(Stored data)

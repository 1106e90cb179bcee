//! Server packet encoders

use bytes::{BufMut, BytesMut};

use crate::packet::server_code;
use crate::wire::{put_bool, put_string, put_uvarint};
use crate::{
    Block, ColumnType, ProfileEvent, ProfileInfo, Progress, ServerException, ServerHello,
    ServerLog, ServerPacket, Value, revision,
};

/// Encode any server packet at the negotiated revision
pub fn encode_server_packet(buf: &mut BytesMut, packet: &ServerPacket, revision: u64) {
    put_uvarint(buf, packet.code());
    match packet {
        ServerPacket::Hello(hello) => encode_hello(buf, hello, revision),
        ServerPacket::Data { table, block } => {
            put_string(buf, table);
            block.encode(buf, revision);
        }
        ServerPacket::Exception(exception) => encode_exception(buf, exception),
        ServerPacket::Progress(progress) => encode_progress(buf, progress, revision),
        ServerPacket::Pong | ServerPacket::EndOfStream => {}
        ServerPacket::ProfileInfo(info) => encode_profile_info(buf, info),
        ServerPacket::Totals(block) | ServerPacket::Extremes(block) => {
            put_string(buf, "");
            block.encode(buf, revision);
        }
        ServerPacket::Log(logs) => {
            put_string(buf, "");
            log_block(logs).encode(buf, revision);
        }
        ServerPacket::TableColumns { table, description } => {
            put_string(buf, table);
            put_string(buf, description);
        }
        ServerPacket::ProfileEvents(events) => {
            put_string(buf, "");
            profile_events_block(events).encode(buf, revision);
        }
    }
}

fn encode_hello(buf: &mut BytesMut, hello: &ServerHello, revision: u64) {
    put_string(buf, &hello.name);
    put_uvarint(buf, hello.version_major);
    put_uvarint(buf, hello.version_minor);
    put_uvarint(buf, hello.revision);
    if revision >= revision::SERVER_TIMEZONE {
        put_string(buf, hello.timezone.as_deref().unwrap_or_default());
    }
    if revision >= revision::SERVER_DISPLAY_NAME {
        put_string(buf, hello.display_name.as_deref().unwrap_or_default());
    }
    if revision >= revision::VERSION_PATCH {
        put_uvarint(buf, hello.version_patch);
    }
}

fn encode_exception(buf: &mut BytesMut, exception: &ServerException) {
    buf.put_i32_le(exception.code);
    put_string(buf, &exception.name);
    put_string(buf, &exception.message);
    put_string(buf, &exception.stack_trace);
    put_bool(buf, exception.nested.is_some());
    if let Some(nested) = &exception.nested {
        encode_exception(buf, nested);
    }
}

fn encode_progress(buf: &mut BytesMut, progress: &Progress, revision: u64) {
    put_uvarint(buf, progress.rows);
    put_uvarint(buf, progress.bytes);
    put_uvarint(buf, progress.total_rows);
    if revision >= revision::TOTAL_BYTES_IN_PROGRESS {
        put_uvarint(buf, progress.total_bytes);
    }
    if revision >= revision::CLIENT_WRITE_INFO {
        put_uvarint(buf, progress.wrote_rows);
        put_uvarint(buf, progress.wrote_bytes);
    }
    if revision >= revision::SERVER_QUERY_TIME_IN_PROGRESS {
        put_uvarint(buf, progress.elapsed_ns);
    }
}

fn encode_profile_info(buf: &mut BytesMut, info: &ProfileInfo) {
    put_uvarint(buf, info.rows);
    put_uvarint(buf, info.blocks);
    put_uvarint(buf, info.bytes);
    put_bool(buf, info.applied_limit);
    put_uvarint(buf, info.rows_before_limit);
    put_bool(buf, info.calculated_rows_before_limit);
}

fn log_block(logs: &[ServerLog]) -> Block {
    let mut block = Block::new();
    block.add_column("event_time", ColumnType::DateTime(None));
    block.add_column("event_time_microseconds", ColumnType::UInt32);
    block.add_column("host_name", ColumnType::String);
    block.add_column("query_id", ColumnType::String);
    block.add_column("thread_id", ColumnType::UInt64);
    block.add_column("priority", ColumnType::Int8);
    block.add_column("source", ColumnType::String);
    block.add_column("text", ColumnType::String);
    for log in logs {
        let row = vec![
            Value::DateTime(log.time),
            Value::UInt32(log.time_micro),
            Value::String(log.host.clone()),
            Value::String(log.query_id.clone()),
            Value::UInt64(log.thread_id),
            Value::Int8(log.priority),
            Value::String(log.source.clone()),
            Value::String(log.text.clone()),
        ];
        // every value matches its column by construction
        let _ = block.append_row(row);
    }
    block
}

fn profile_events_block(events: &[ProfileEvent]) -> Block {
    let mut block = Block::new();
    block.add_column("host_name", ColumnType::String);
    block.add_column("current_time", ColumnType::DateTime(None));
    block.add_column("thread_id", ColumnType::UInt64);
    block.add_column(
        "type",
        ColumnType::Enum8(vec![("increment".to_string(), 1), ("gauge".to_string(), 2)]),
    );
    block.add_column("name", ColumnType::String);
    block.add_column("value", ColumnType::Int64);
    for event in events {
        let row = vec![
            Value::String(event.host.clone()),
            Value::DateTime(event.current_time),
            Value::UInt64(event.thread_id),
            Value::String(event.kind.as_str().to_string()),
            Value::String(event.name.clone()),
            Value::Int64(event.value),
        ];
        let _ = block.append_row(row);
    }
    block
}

TRY IT
Write each line of the data down again exactly as it reads.

RESULT
repository 1106e90cb179bcee
//! Server packet encoders

use bytes::{BufMut, BytesMut};

use crate::packet::server_code;
use crate::wire::{put_bool, put_string, put_uvarint};
use crate::{
    Block, ColumnType, ProfileEvent, ProfileInfo, Progress, ServerException, ServerHello,
    ServerLog, ServerPacket, Value, revision,
};

/// Encode any server packet at the negotiated revision
pub fn encode_server_packet(buf: &mut BytesMut, packet: &ServerPacket, revision: u64) {
    put_uvarint(buf, packet.code());
    match packet {
        ServerPacket::Hello(hello) => encode_hello(buf, hello, revision),
        ServerPacket::Data { table, block } => {
            put_string(buf, table);
            block.encode(buf, revision);
        }
        ServerPacket::Exception(exception) => encode_exception(buf, exception),
        ServerPacket::Progress(progress) => encode_progress(buf, progress, revision),
        ServerPacket::Pong | ServerPacket::EndOfStream => {}
        ServerPacket::ProfileInfo(info) => encode_profile_info(buf, info),
        ServerPacket::Totals(block) | ServerPacket::Extremes(block) => {
            put_string(buf, "");
            block.encode(buf, revision);
        }
        ServerPacket::Log(logs) => {
            put_string(buf, "");
            log_block(logs).encode(buf, revision);
        }
        ServerPacket::TableColumns { table, description } => {
            put_string(buf, table);
            put_string(buf, description);
        }
        ServerPacket::ProfileEvents(events) => {
            put_string(buf, "");
            profile_events_block(events).encode(buf, revision);
        }
    }
}

fn encode_hello(buf: &mut BytesMut, hello: &ServerHello, revision: u64) {
    put_string(buf, &hello.name);
    put_uvarint(buf, hello.version_major);
    put_uvarint(buf, hello.version_minor);
    put_uvarint(buf, hello.revision);
    if revision >= revision::SERVER_TIMEZONE {
        put_string(buf, hello.timezone.as_deref().unwrap_or_default());
    }
    if revision >= revision::SERVER_DISPLAY_NAME {
        put_string(buf, hello.display_name.as_deref().unwrap_or_default());
    }
    if revision >= revision::VERSION_PATCH {
        put_uvarint(buf, hello.version_patch);
    }
}

fn encode_exception(buf: &mut BytesMut, exception: &ServerException) {
    buf.put_i32_le(exception.code);
    put_string(buf, &exception.name);
    put_string(buf, &exception.message);
    put_string(buf, &exception.stack_trace);
    put_bool(buf, exception.nested.is_some());
    if let Some(nested) = &exception.nested {
        encode_exception(buf, nested);
    }
}

fn encode_progress(buf: &mut BytesMut, progress: &Progress, revision: u64) {
    put_uvarint(buf, progress.rows);
    put_uvarint(buf, progress.bytes);
    put_uvarint(buf, progress.total_rows);
    if revision >= revision::TOTAL_BYTES_IN_PROGRESS {
        put_uvarint(buf, progress.total_bytes);
    }
    if revision >= revision::CLIENT_WRITE_INFO {
        put_uvarint(buf, progress.wrote_rows);
        put_uvarint(buf, progress.wrote_bytes);
    }
    if revision >= revision::SERVER_QUERY_TIME_IN_PROGRESS {
        put_uvarint(buf, progress.elapsed_ns);
    }
}

fn encode_profile_info(buf: &mut BytesMut, info: &ProfileInfo) {
    put_uvarint(buf, info.rows);
    put_uvarint(buf, info.blocks);
    put_uvarint(buf, info.bytes);
    put_bool(buf, info.applied_limit);
    put_uvarint(buf, info.rows_before_limit);
    put_bool(buf, info.calculated_rows_before_limit);
}

fn log_block(logs: &[ServerLog]) -> Block {
    let mut block = Block::new();
    block.add_column("event_time", ColumnType::DateTime(None));
    block.add_column("event_time_microseconds", ColumnType::UInt32);
    block.add_column("host_name", ColumnType::String);
    block.add_column("query_id", ColumnType::String);
    block.add_column("thread_id", ColumnType::UInt64);
    block.add_column("priority", ColumnType::Int8);
    block.add_column("source", ColumnType::String);
    block.add_column("text", ColumnType::String);
    for log in logs {
        let row = vec![
            Value::DateTime(log.time),
            Value::UInt32(log.time_micro),
            Value::String(log.host.clone()),
            Value::String(log.query_id.clone()),
            Value::UInt64(log.thread_id),
            Value::Int8(log.priority),
            Value::String(log.source.clone()),
            Value::String(log.text.clone()),
        ];
        // every value matches its column by construction
        let _ = block.append_row(row);
    }
    block
}

fn profile_events_block(events: &[ProfileEvent]) -> Block {
    let mut block = Block::new();
    block.add_column("host_name", ColumnType::String);
    block.add_column("current_time", ColumnType::DateTime(None));
    block.add_column("thread_id", ColumnType::UInt64);
    block.add_column(
        "type",
        ColumnType::Enum8(vec![("increment".to_string(), 1), ("gauge".to_string(), 2)]),
    );
    block.add_column("name", ColumnType::String);
    block.add_column("value", ColumnType::Int64);
    for event in events {
        let row = vec![
            Value::String(event.host.clone()),
            Value::DateTime(event.current_time),
            Value::UInt64(event.thread_id),
            Value::String(event.kind.as_str().to_string()),
            Value::String(event.name.clone()),
            Value::Int64(event.value),
        ];
        let _ = block.append_row(row);
    }
    block
}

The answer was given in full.